Private Krankenversicherung zahlt Kosten der LASIK OP

09.09.2013494 Mal gelesen
Außergerichtliche Einigung erzielt!

Privat Krankenversicherte haben nach ihrem Versicherungsvertrag und den Versicherungsbedingungen häufig Anspruch auf Übernahme der Kosten für die Lasik-OP. Trotzdem lehnen die Versicherer die Kostenübernahme mit dem Hinweis ab, der Eingriff sei medizinisch nicht notwendig.

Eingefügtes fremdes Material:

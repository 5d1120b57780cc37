//! Message framing for the debug protocol.
//!
//! Command bytes arrive in arbitrary chunks: one chunk may hold several
//! messages, or only part of one. [`MessageDecoder`] buffers the bytes and
//! yields complete messages. Two framings are accepted, and may be mixed:
//!
//! - raw JSON values, optionally separated by whitespace;
//! - `Content-Length: <n>\r\n\r\n` followed by `n` bytes of JSON.

use serde_json::error::Category;
use thiserror::Error;

use super::ProtocolMessage;

const CONTENT_LENGTH: &[u8] = b"Content-Length:";
const HEADER_END: &[u8] = b"\r\n\r\n";

/// Headers longer than this without a terminating blank line are rejected.
const MAX_HEADER_LEN: usize = 1024;

/// Largest accepted message body, in bytes.
pub const MAX_MESSAGE_LEN: usize = 16 * 1024 * 1024;

/// How a message was framed on the wire.
#[derive(Debug, Clone, Copy, PartialEq, Eq)]
pub enum Framing {
    /// A bare JSON value.
    Raw,
    /// A JSON value preceded by a `Content-Length` header.
    ContentLength,
}

/// A decoded message together with its framing.
#[derive(Debug, Clone, PartialEq)]
pub struct Frame {
    /// How the message was framed.
    pub framing: Framing,
    /// The message.
    pub message: ProtocolMessage,
}

/// Errors produced while decoding. The decoder discards its buffer on error.
#[derive(Debug, Error)]
pub enum DecodeError {
    /// The bytes were not a valid protocol message.
    #[error("invalid message: {0}")]
    Json(#[from] serde_json::Error),
    /// A `Content-Length` header was malformed.
    #[error("invalid header: {0}")]
    Header(String),
    /// A message is larger than [`MAX_MESSAGE_LEN`].
    #[error("message of {0} bytes exceeds the {max} byte limit", max = MAX_MESSAGE_LEN)]
    TooLarge(usize),
}

/// Incremental decoder for debug protocol messages.
#[derive(Debug, Default)]
pub struct MessageDecoder {
    buffer: Vec<u8>,
}

impl MessageDecoder {
    /// Creates an empty decoder.
    #[must_use]
    pub fn new() -> Self {
        Self::default()
    }

    /// Appends a chunk of bytes.
    pub fn push(&mut self, bytes: &[u8]) {
        self.buffer.extend_from_slice(bytes);
    }

    /// Number of buffered bytes not yet decoded.
    #[cfg(test)]
    fn buffered(&self) -> usize {
        self.buffer.len()
    }

    /// Drops any partially received message.
    pub fn clear(&mut self) {
        self.buffer.clear();
    }

    /// Decodes the next complete message, or returns `None` if more bytes are
    /// needed.
    pub fn next_frame(&mut self) -> Option<Result<Frame, DecodeError>> {
        let start = self
            .buffer
            .iter()
            .position(|byte| !byte.is_ascii_whitespace())
            .unwrap_or(self.buffer.len());
        self.buffer.drain(..start);

        let first = *self.buffer.first()?;
        let result = if first == b'C' {
            self.next_with_header()
        } else {
            match self.next_raw() {
                None if self.buffer.len() > MAX_MESSAGE_LEN => {
                    Some(Err(DecodeError::TooLarge(self.buffer.len())))
                }
                result => result,
            }
        };

        if let Some(Err(_)) = &result {
            self.buffer.clear();
        }
        result
    }

    fn next_raw(&mut self) -> Option<Result<Frame, DecodeError>> {
        let mut stream =
            serde_json::Deserializer::from_slice(&self.buffer).into_iter::<ProtocolMessage>();
        let message = match stream.next()? {
            Ok(message) => message,
            Err(err) if err.classify() == Category::Eof => return None,
            Err(err) => return Some(Err(err.into())),
        };
        let consumed = stream.byte_offset();
        self.buffer.drain(..consumed);

        Some(Ok(Frame {
            framing: Framing::Raw,
            message,
        }))
    }

    fn next_with_header(&mut self) -> Option<Result<Frame, DecodeError>> {
        if self.buffer.len() < CONTENT_LENGTH.len() {
            return if CONTENT_LENGTH.starts_with(&self.buffer) {
                None
            } else {
                Some(Err(self.header_error("expected Content-Length")))
            };
        }
        if !self.buffer.starts_with(CONTENT_LENGTH) {
            return Some(Err(self.header_error("expected Content-Length")));
        }

        let Some(header_len) = self
            .buffer
            .windows(HEADER_END.len())
            .position(|window| window == HEADER_END)
        else {
            return if self.buffer.len() > MAX_HEADER_LEN {
                Some(Err(DecodeError::Header("header too long".to_owned())))
            } else {
                None
            };
        };

        let content_length = match parse_content_length(&self.buffer[..header_len]) {
            Ok(length) => length,
            Err(err) => return Some(Err(err)),
        };

        if content_length > MAX_MESSAGE_LEN {
            return Some(Err(DecodeError::TooLarge(content_length)));
        }

        let body_start = header_len + HEADER_END.len();
        let body_end = body_start + content_length;
        if self.buffer.len() < body_end {
            return None;
        }

        let message = serde_json::from_slice::<ProtocolMessage>(&self.buffer[body_start..body_end]);
        self.buffer.drain(..body_end);

        Some(
            message
                .map(|message| Frame {
                    framing: Framing::ContentLength,
                    message,
                })
                .map_err(DecodeError::from),
        )
    }

    fn header_error(&self, reason: &str) -> DecodeError {
        let preview = String::from_utf8_lossy(&self.buffer[..self.buffer.len().min(32)]);
        DecodeError::Header(format!("{reason}, found {preview:?}"))
    }
}

fn parse_content_length(header: &[u8]) -> Result<usize, DecodeError> {
    let header = std::str::from_utf8(header)
        .map_err(|_| DecodeError::Header("header is not UTF-8".to_owned()))?;

    header
        .lines()
        .find_map(|line| line.strip_prefix("Content-Length:"))
        .and_then(|value| value.trim().parse().ok())
        .ok_or_else(|| DecodeError::Header(format!("invalid Content-Length in {header:?}")))
}

/// Serializes `message` using `framing`.
///
/// # Errors
///
/// Fails only if the message body cannot be represented as JSON.
pub fn encode(message: &ProtocolMessage, framing: Framing) -> serde_json::Result<String> {
    let json = serde_json::to_string(message)?;
    Ok(match framing {
        Framing::Raw => json,
        Framing::ContentLength => format!("Content-Length: {}\r\n\r\n{json}", json.len()),
    })
}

Da sich leider manch Versicherter damit abfindet, sparen die Krankenversicherungen und sehen sich in ihrer Verweigerungspraxis bestätigt, die ihnen erheblich Geld spart.

Aktuell habe ich wieder durch den Hinweis an die Krankenversicherung auf das aktuelle Urteil des LG Frankfurt vom 02.10.2012 6 AS 198/11 außergerichtlich die Krankenkasse dazu bewegen können, meinem Mandanten die Kosten der LASIK-OP zu erstatten, obwohl sie gegenüber dem Mandanten bereits mehrfach erklärte, sie sei zur Zahlung nicht verpflichtet.

Dass die LASIK-OP zur Heilung oder Linderung geeignet ist, ist mittlerweile wissenschaftlich anerkannt- auf eine Brille muss sich ein Versicherter durch seine Krankenkasse nicht verweisen lassen.